Dierson Richetti, sócio da GT Capital, destacou que a decisão mostrou uma união maior entre o Banco Central, o Ministério da Fazenda e o Ministério do Planejamento para manter um equilíbrio macroeconômico para o Brasil. “Mostra que as três áreas estão trabalhando de uma maneira correta e para um mesmo caminho. E que as casas estão de acordo com a política que vem sendo adotada pelo Banco Central”, avalia.

“O ponto que eu chamo mais atenção da reunião foi o consenso em relação à nova metodologia que vai ser implantada a partir de 2025. Atualmente tem-se um único ano para se buscar a meta, mas a partir de 2025 terá início o regime contínuo, que é um processo muito mais eficiente, na minha visão. Além disso, é um modelo implantado no mundo inteiro hoje e isso dá mais margem para o Banco Central poder trabalhar melhor a banda e o controle da inflação porque há uma previsibilidade maior de tempo”, avalia Richetti.
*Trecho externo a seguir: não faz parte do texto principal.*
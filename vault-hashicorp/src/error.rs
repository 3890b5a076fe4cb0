//! Vault error types using thiserror 2.0.
//!
//! Every error is classified as retryable or not; the fallback cache also
//! kicks in for an open circuit.

use connector_common::ConnectorError;
use thiserror::Error;

/// Vault-specific errors.
#[derive(Error, Debug)]
pub enum VaultError {
    /// Vault server unavailable
    #[error("Vault unavailable: {0}")]
    Unavailable(String),

    /// Authentication failed
    #[error("Authentication failed: {0}")]
    AuthenticationFailed(String),

    /// Secret not found
    #[error("Secret not found at path: {0}")]
    SecretNotFound(String),

    /// Token renewal failed
    #[error("Token renewal failed: {0}")]
    TokenRenewalFailed(String),

    /// Serialization error
    #[error("Serialization error: {0}")]
    Serialization(#[from] serde_json::Error),

    /// Invalid configuration
    #[error("Invalid configuration: {0}")]
    InvalidConfig(String),

    /// Invalid input, rejected before any request
    #[error("Invalid input: {0}")]
    InvalidInput(String),

    /// Permission denied
    #[error("Permission denied: {0}")]
    PermissionDenied(String),

    /// Rate limited
    #[error("Rate limited")]
    RateLimited,

    /// Circuit breaker open
    #[error("Circuit breaker open")]
    CircuitBreakerOpen,

    /// Any other status
    #[error("Unexpected status {status}: {body}")]
    Unexpected {
        /// HTTP status code
        status: u16,
        /// Response body
        body: String,
    },
}

/// Result type for Vault operations.
pub type VaultResult<T> = Result<T, VaultError>;

impl VaultError {
    /// Check if error is retryable.
    #[must_use]
    pub const fn is_retryable(&self) -> bool {
        matches!(self, Self::Unavailable(_) | Self::RateLimited)
    }

    /// Whether a cached value may be served instead.
    #[must_use]
    pub const fn allows_fallback(&self) -> bool {
        self.is_retryable() || matches!(self, Self::CircuitBreakerOpen)
    }

    /// Create an unavailable error.
    #[must_use]
    pub fn unavailable(msg: impl Into<String>) -> Self {
        Self::Unavailable(msg.into())
    }

    /// Create an authentication failed error.
    #[must_use]
    pub fn auth_failed(msg: impl Into<String>) -> Self {
        Self::AuthenticationFailed(msg.into())
    }

    /// Create a secret not found error.
    #[must_use]
    pub fn not_found(path: impl Into<String>) -> Self {
        Self::SecretNotFound(path.into())
    }

    /// Create an invalid input error.
    #[must_use]
    pub fn invalid_input(msg: impl Into<String>) -> Self {
        Self::InvalidInput(msg.into())
    }

    /// Classify a non-success status.
    #[must_use]
    pub fn from_status(status: u16, path: &str, body: String) -> Self {
        match status {
            404 => Self::not_found(path),
            401 | 403 => Self::PermissionDenied(path.to_string()),
            429 => Self::RateLimited,
            s if s >= 500 => Self::unavailable(format!("Status {status}: {body}")),
            _ => Self::Unexpected { status, body },
        }
    }

    pub(crate) fn from_connector(err: ConnectorError, path: &str) -> Self {
        match err {
            ConnectorError::Status { status, body } => Self::from_status(status, path, body),
            ConnectorError::CircuitOpen { .. } => Self::CircuitBreakerOpen,
            ConnectorError::Serialization(e) => Self::Serialization(e),
            ConnectorError::Unavailable(msg) | ConnectorError::Timeout(msg) => Self::Unavailable(msg),
            ConnectorError::InvalidInput(msg) => Self::InvalidInput(msg),
            ConnectorError::Http(e) => Self::InvalidConfig(e.to_string()),
            ConnectorError::Internal(msg) => Self::unavailable(msg),
        }
    }
}

#[cfg(test)]
mod tests {
    use super::*;

    #[test]
    fn test_error_display() {
        let err = VaultError::unavailable("connection refused");
        assert_eq!(err.to_string(), "Vault unavailable: connection refused");
    }

    #[test]
    fn test_retryable_errors() {
        assert!(VaultError::Unavailable("timeout".to_string()).is_retryable());
        assert!(VaultError::RateLimited.is_retryable());
        assert!(!VaultError::SecretNotFound("path".to_string()).is_retryable());
        assert!(!VaultError::CircuitBreakerOpen.is_retryable());
        assert!(VaultError::CircuitBreakerOpen.allows_fallback());
        assert!(!VaultError::PermissionDenied("path".to_string()).allows_fallback());
    }

    #[test]
    fn test_status_classification() {
        assert!(matches!(VaultError::from_status(404, "k", String::new()), VaultError::SecretNotFound(_)));
        assert!(matches!(VaultError::from_status(401, "k", String::new()), VaultError::PermissionDenied(_)));
        assert!(matches!(VaultError::from_status(403, "k", String::new()), VaultError::PermissionDenied(_)));
        assert!(matches!(VaultError::from_status(429, "k", String::new()), VaultError::RateLimited));
        assert!(matches!(VaultError::from_status(503, "k", String::new()), VaultError::Unavailable(_)));
        assert!(matches!(
            VaultError::from_status(400, "k", "bad".into()),
            VaultError::Unexpected { status: 400, .. }
        ));
    }

    #[test]
    fn test_from_connector_error() {
        let err = VaultError::from_connector(ConnectorError::circuit_open("vault"), "k");
        assert!(matches!(err, VaultError::CircuitBreakerOpen));

        let err = VaultError::from_connector(ConnectorError::Timeout("30s".into()), "k");
        assert!(err.is_retryable());
    }
}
Fazendo um balanço geral da semana, que contou com a ata do Copom, IPCA-15 de junho, Relatório Trimestral de Inflação, IGP-M e, por fim, a decisão do CMN, o Bradesco BBI aponta que o quadro macro brasileiro certamente melhorou.

“A decisão do CMN de manter metas de inflação no patamar de 3,0% e  com uma banda de 1,5 ponto percentual para cima e para baixo foi um passo importante para solidificar a confiança no regime de metas de inflação brasileiro. Esperamos uma melhora adicional com a reancoragem das expectativas de inflação de longo prazo dos participantes do mercado, reduzindo o custo do processo de desinflação em curso”, aponta.

Em relatório, o BBI destacou que a valorização recente do real, que passou de R$ 5,06 no fim de maio para R$ 4,86 no fim de junho é, em sua visão, provavelmente decorrente de uma visão de política fiscal mais dura, aliada a uma visão de política monetária mais frouxa no Brasil, bem como o enfraquecimento do dólar globalmente.

O banco manteve o seu cenário base para a taxa Selic, assumindo o ciclo de flexibilização a partir de agosto com um corte de 25 pontos-base, com a Selic atingindo 12,25% ao fim de 2023 e 9,50% ao fim de 2024.

Com relação ao câmbio , os analistas revisaram suas projeções, esperando que o dólar termine 2023 a R$ 4,80 (ante visão anterior de R$ 5,20) e a R$ 4,90 em 2024 (ante visão anterior de R$ 5,25). Além disso, revisou sua projeção para o IPCA de 2023 de 5,8% para 5,2% e para 2024 de 4,1% para 3,9%.

“Pensamos que os riscos estão enviesados ​​para um cenário mais construtivo para o Brasil”, avalia o banco, que monitora os desdobramentos da reforma tributária, cenário de atividade doméstica e mais medidas para aumentar as receitas como os próximos eventos para ficar de olho.